Aucune des leçons de 2008 n’a été tirée. L’excès d’endettement dont est précisément née cette crise a continué à progresser. Nous avons fait, après la crise de 2008, exactement ce qu’il fallait pour en générer une nouvelle. Juste avant le début de la pandémie, plusieurs indicateurs auraient dû nous alerter sur les risques financiers que le monde courait, notamment le fort recours des entreprises à l’endettement. Or, nous avons réagi avec encore plus d’endettement.

D’autres que moi défendent une théorie bien différente. Ils estiment que les taux d’intérêt nuls, voire négatifs, permettent de s’endetter indéfiniment sans dommages. C’est un vrai débat. Selon ces experts, il n’y a aucune raison dans la doctrine pour qu’un Etat ne puisse pas s’endetter davantage. C’est la “théorie monétaire moderne”. Je pense que cette théorie est fausse. La dette, quoi qu’il arrive, est une dette qui demeure. A moins de l’annuler, ce qui est un autre débat.

Si on veut bien admettre l’idée que cette dette va rester, c’est le rapport entre la dette accumulée et la capacité productive d’un pays – c’est-à-dire sa capacité à la rembourser ou à la refinancer à des conditions normales – qui devient le problème central. Dès lors, le niveau de dette acceptable est variable selon le pays considéré. Les Etats-Unis peuvent vivre avec une dette considérable, car ils sont les émetteurs de la monnaie mondiale, le dollar. Ce n’est évidemment pas le cas de la France. Mais quels que soient le pays et la robustesse de son économie, il est bon de se rappeler le théorème d’Okun: aucune évolution ne peut continuer à l’infini. Toute la difficulté est qu’on ne sait pas quand cela va s’arrêter.

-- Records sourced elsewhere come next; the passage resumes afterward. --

//! Flat node arena
//!
//! The captured tree is copied into a `Vec` in depth-first pre-order, so a
//! node's index doubles as its traversal position. Children are referenced by
//! index and the walk uses an explicit stack, which keeps very deep documents
//! off the call stack.

use std::collections::BTreeMap;
use std::fmt;

use serde::{Deserialize, Serialize};
use tracing::trace;

use crate::errors::SnapshotError;
use crate::model::Node;

#[derive(Clone, Copy, Debug, PartialEq, Eq, Hash, PartialOrd, Ord, Serialize, Deserialize)]
pub struct NodeId(pub usize);

impl fmt::Display for NodeId {
    fn fmt(&self, f: &mut fmt::Formatter<'_>) -> fmt::Result {
        write!(f, "node-{}", self.0)
    }
}

#[derive(Clone, Debug)]
pub struct DomNode {
    pub tag_name: String,
    pub id: Option<String>,
    pub class_name: Option<String>,
    pub attributes: BTreeMap<String, String>,
    pub text_content: Option<String>,
    class_tokens: Vec<String>,
    children: Vec<NodeId>,
    parent: Option<NodeId>,
    depth: usize,
}

impl DomNode {
    fn from_source(source: &Node, parent: Option<NodeId>, depth: usize) -> Self {
        let class_tokens = source
            .class_name
            .as_deref()
            .map(|raw| raw.split_whitespace().map(str::to_string).collect())
            .unwrap_or_default();

        Self {
            tag_name: source.tag_name.clone(),
            id: source.id.clone(),
            class_name: source.class_name.clone(),
            attributes: source.attributes.clone(),
            text_content: source.text_content.clone(),
            class_tokens,
            children: Vec::with_capacity(source.children.len()),
            parent,
            depth,
        }
    }

    /// Element id, `None` when absent or empty.
    pub fn id(&self) -> Option<&str> {
        self.id.as_deref().filter(|id| !id.is_empty())
    }

    pub fn class_tokens(&self) -> &[String] {
        &self.class_tokens
    }

    pub fn has_class(&self, token: &str) -> bool {
        self.class_tokens.iter().any(|t| t == token)
    }

    pub fn attribute(&self, name: &str) -> Option<&str> {
        self.attributes.get(name).map(String::as_str)
    }

    /// Trimmed text content, `None` when absent or blank.
    pub fn text(&self) -> Option<&str> {
        self.text_content
            .as_deref()
            .map(str::trim)
            .filter(|text| !text.is_empty())
    }

    /// Untrimmed text content as captured.
    pub fn raw_text(&self) -> Option<&str> {
        self.text_content.as_deref()
    }

    pub fn children(&self) -> &[NodeId] {
        &self.children
    }

    pub fn child_count(&self) -> usize {
        self.children.len()
    }

    pub fn parent(&self) -> Option<NodeId> {
        self.parent
    }

    pub fn depth(&self) -> usize {
        self.depth
    }
}

#[derive(Clone, Debug)]
pub struct DomTree {
    nodes: Vec<DomNode>,
}

impl DomTree {
    /// Flatten an owned tree into the arena.
    ///
    /// Fails on nodes without a tag name; everything downstream assumes every
    /// node carries one.
    pub fn from_node(root: &Node) -> Result<Self, SnapshotError> {
        let mut nodes: Vec<DomNode> = Vec::new();
        let mut stack: Vec<(&Node, Option<NodeId>, usize)> = vec![(root, None, 0)];

        while let Some((source, parent, depth)) = stack.pop() {
            if source.tag_name.trim().is_empty() {
                return Err(SnapshotError::malformed(format!(
                    "node #{} at depth {} has an empty tagName",
                    nodes.len(),
                    depth
                )));
            }

            let id = NodeId(nodes.len());
            nodes.push(DomNode::from_source(source, parent, depth));
            if let Some(parent) = parent {
                nodes[parent.0].children.push(id);
            }

            // Reversed so the first child is popped next.
            for child in source.children.iter().rev() {
                stack.push((child, Some(id), depth + 1));
            }
        }

        trace!(nodes = nodes.len(), "dom tree flattened");
        Ok(Self { nodes })
    }

    pub fn root(&self) -> NodeId {
        NodeId(0)
    }

    pub fn len(&self) -> usize {
        self.nodes.len()
    }

    pub fn is_empty(&self) -> bool {
        self.nodes.is_empty()
    }

    /// Panics on an id from another tree that is out of range.
    pub fn node(&self, id: NodeId) -> &DomNode {
        &self.nodes[id.0]
    }

    pub fn get(&self, id: NodeId) -> Option<&DomNode> {
        self.nodes.get(id.0)
    }

    pub fn children(&self, id: NodeId) -> impl Iterator<Item = (NodeId, &DomNode)> + '_ {
        self.node(id)
            .children
            .iter()
            .map(move |child| (*child, self.node(*child)))
    }

    pub fn parent(&self, id: NodeId) -> Option<NodeId> {
        self.get(id).and_then(DomNode::parent)
    }

    /// Every node exactly once, depth-first pre-order.
    pub fn preorder(&self) -> impl Iterator<Item = (NodeId, &DomNode)> + '_ {
        self.nodes
            .iter()
            .enumerate()
            .map(|(idx, node)| (NodeId(idx), node))
    }

    /// First node in pre-order carrying this id.
    pub fn find_by_id(&self, id: &str) -> Option<NodeId> {
        self.preorder()
            .find(|(_, node)| node.id() == Some(id))
            .map(|(node_id, _)| node_id)
    }
}

#[cfg(test)]
mod tests {
    use super::*;

    fn sample() -> Node {
        Node::new("body").with_children([
            Node::new("header").with_child(Node::new("h1").with_text("Shop")),
            Node::new("main").with_children([
                Node::new("button").with_id("submit").with_class("btn  primary"),
                Node::new("a").with_attr("href", "/help"),
            ]),
        ])
    }

    #[test]
    fn preorder_matches_recursive_walk() {
        let tree = DomTree::from_node(&sample()).unwrap();
        let tags: Vec<_> = tree.preorder().map(|(_, n)| n.tag_name.as_str()).collect();
        assert_eq!(tags, ["body", "header", "h1", "main", "button", "a"]);
    }

    #[test]
    fn links_parents_and_children() {
        let tree = DomTree::from_node(&sample()).unwrap();
        let main = NodeId(3);
        let kids: Vec<_> = tree.children(main).map(|(id, _)| id).collect();
        assert_eq!(kids, vec![NodeId(4), NodeId(5)]);
        assert_eq!(tree.parent(NodeId(4)), Some(main));
        assert_eq!(tree.parent(tree.root()), None);
        assert_eq!(tree.node(NodeId(2)).depth(), 2);
    }

    #[test]
    fn class_tokens_drop_empty_entries() {
        let tree = DomTree::from_node(&sample()).unwrap();
        let button = tree.node(NodeId(4));
        assert_eq!(button.class_tokens(), ["btn", "primary"]);
        assert!(button.has_class("primary"));
        assert!(!button.has_class("btn primary"));
    }

    #[test]
    fn find_by_id_returns_first_match() {
        let root = Node::new("div").with_children([
            Node::new("span").with_id("dup"),
            Node::new("p").with_id("dup"),
        ]);
        let tree = DomTree::from_node(&root).unwrap();
        assert_eq!(tree.find_by_id("dup"), Some(NodeId(1)));
        assert_eq!(tree.find_by_id("missing"), None);
    }

    #[test]
    fn empty_id_and_blank_text_read_as_absent() {
        let root = Node::new("div").with_id("").with_text("   ");
        let tree = DomTree::from_node(&root).unwrap();
        assert_eq!(tree.node(tree.root()).id(), None);
        assert_eq!(tree.node(tree.root()).text(), None);
        assert_eq!(tree.find_by_id(""), None);
    }

    #[test]
    fn empty_tag_is_malformed() {
        let root = Node::new("div").with_child(Node::new(" "));
        let err = DomTree::from_node(&root).unwrap_err();
        assert!(matches!(err, SnapshotError::Malformed(_)));
    }

    #[test]
    fn deep_documents_do_not_recurse() {
        let mut node = Node::new("span");
        for _ in 0..20_000 {
            node = Node::new("div").with_child(node);
        }
        let tree = DomTree::from_node(&node).unwrap();
        assert_eq!(tree.len(), 20_001);
        assert_eq!(tree.node(NodeId(20_000)).tag_name, "span");
    }
}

Aucune évolution ne peut continuer à l’infini. Toute la difficulté est qu’on ne sait pas quand cela va s’arrêter.

Pourquoi l’annulation de la dette n’est-elle pas envisageable?

La BCE n’a juridiquement pas le droit de le faire. Surtout, il faut se méfier de ce type de tentation. En Europe, l’hétérogénéité entre les économies des pays membres est déjà forte, et elle le sera encore plus une fois la crise sanitaire passée. La zone euro va être plus vulnérable. Or, si nous voulons une Europe forte, qui puisse perdurer, il faut commencer à se dire qu’on ne peut pas avoir 2% à 3% de déficit public tous les ans par exemple en France, l’une des toutes premières économies de la zone.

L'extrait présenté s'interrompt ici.